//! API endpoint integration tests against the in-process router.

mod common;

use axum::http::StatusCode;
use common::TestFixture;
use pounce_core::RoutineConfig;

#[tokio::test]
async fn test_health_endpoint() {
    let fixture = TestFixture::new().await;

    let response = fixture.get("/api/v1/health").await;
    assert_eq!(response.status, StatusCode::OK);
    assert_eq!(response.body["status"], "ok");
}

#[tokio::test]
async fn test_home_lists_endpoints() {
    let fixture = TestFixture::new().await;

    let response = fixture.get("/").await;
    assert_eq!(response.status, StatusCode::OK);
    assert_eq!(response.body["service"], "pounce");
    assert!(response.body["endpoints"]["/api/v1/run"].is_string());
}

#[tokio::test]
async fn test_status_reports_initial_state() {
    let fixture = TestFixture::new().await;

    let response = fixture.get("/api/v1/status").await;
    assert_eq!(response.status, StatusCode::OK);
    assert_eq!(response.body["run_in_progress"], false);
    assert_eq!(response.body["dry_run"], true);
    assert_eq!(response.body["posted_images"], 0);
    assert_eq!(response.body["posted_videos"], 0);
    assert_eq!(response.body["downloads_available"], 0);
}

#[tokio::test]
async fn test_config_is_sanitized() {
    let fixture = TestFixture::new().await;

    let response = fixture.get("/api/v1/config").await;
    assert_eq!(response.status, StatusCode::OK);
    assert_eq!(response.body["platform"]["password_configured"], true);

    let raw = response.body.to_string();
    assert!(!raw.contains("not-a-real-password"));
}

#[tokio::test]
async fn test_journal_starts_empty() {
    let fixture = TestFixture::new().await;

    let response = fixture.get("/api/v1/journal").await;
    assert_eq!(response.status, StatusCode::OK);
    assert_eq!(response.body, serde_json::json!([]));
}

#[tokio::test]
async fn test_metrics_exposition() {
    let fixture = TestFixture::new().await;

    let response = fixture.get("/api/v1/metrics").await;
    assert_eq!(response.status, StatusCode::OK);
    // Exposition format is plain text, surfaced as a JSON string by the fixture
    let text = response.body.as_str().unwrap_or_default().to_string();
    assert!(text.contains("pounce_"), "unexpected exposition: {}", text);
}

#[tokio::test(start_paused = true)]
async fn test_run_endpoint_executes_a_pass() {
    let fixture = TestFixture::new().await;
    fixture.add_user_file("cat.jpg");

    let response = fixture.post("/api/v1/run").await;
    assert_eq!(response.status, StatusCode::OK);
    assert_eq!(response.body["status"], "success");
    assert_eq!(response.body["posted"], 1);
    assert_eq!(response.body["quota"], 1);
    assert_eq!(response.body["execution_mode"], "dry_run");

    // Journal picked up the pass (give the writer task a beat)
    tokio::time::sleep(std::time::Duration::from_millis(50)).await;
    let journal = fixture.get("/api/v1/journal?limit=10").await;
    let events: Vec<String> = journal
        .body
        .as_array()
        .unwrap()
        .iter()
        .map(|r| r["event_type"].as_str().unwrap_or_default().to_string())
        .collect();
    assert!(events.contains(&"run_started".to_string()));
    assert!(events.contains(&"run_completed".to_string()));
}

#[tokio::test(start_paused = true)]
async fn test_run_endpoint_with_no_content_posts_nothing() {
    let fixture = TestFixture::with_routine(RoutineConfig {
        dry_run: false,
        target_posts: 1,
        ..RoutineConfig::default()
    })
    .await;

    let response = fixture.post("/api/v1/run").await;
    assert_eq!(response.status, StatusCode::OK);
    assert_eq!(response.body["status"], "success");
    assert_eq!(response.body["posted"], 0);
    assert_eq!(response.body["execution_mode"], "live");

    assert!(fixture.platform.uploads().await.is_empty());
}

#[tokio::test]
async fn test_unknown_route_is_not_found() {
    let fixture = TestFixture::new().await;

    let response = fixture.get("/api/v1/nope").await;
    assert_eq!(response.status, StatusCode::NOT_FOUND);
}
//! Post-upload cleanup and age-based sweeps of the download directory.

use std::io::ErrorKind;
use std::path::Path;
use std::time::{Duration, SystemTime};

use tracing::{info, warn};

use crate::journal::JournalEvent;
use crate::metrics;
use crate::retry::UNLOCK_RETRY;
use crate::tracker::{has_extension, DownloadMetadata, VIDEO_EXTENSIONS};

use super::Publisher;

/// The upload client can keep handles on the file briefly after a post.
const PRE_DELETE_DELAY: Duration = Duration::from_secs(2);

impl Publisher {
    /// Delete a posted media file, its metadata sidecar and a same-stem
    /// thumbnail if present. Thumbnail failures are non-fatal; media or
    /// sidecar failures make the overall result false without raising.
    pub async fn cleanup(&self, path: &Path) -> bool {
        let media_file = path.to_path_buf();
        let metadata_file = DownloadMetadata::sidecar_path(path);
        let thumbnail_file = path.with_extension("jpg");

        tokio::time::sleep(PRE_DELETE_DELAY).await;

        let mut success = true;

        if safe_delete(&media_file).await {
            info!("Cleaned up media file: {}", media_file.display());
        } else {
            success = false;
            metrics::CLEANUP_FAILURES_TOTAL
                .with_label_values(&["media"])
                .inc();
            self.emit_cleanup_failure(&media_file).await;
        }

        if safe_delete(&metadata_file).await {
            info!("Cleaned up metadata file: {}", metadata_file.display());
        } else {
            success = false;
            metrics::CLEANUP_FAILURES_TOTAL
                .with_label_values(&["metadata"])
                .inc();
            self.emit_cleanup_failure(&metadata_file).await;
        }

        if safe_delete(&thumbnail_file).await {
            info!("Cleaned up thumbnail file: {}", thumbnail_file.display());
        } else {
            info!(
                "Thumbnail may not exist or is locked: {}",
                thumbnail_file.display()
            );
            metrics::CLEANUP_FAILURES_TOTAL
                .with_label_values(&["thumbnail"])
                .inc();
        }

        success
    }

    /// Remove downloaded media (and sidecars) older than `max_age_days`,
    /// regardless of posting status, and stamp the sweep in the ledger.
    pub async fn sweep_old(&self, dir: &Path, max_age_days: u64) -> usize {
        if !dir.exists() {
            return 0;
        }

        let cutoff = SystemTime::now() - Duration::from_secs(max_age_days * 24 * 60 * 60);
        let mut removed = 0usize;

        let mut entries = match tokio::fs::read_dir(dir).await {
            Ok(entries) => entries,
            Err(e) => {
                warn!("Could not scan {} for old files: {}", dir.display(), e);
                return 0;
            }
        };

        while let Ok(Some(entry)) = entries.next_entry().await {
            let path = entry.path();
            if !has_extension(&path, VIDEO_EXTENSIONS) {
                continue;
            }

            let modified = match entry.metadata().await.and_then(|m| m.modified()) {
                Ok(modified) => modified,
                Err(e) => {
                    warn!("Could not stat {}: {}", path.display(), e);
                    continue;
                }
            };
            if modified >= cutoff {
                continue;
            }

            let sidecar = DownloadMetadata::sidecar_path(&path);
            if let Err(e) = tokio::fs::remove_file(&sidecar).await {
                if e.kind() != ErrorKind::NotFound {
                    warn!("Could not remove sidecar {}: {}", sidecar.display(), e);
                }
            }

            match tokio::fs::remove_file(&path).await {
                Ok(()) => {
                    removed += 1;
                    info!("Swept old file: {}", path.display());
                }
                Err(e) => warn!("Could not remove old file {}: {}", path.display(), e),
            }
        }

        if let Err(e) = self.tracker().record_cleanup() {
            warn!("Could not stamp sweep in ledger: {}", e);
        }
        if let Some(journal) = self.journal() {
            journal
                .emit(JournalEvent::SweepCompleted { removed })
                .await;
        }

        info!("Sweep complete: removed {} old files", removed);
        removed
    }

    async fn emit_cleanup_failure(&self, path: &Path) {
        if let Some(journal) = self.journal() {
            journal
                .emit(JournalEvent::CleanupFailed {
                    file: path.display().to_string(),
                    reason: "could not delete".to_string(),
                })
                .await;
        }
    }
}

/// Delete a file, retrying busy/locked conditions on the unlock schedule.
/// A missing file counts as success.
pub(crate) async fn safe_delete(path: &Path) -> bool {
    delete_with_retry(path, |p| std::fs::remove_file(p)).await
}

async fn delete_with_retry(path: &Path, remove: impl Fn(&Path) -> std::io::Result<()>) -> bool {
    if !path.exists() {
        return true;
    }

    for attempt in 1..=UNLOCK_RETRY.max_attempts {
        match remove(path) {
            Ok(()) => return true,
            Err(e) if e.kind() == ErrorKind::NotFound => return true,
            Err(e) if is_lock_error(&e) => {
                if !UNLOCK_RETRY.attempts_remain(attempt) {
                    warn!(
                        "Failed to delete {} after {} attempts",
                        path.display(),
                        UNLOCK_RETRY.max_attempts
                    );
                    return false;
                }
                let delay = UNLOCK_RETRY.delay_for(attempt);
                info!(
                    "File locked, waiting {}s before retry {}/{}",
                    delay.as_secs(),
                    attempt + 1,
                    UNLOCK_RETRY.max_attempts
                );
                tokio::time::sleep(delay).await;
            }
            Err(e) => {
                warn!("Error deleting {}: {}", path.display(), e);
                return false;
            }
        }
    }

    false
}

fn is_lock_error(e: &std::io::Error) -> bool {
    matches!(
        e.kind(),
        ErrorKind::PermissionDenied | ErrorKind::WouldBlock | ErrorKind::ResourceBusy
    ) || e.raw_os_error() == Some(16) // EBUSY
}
▬▬▬▬▬▬
• **TASK TO COMPLETE**:
Scan the entries above for the word "return", then copy every line in which it occurs.

• **RESPONSE BOX**:
            return 0;
                return 0;
        return true;
            Ok(()) => return true,
            Err(e) if e.kind() == ErrorKind::NotFound => return true,
                    return false;
                return false;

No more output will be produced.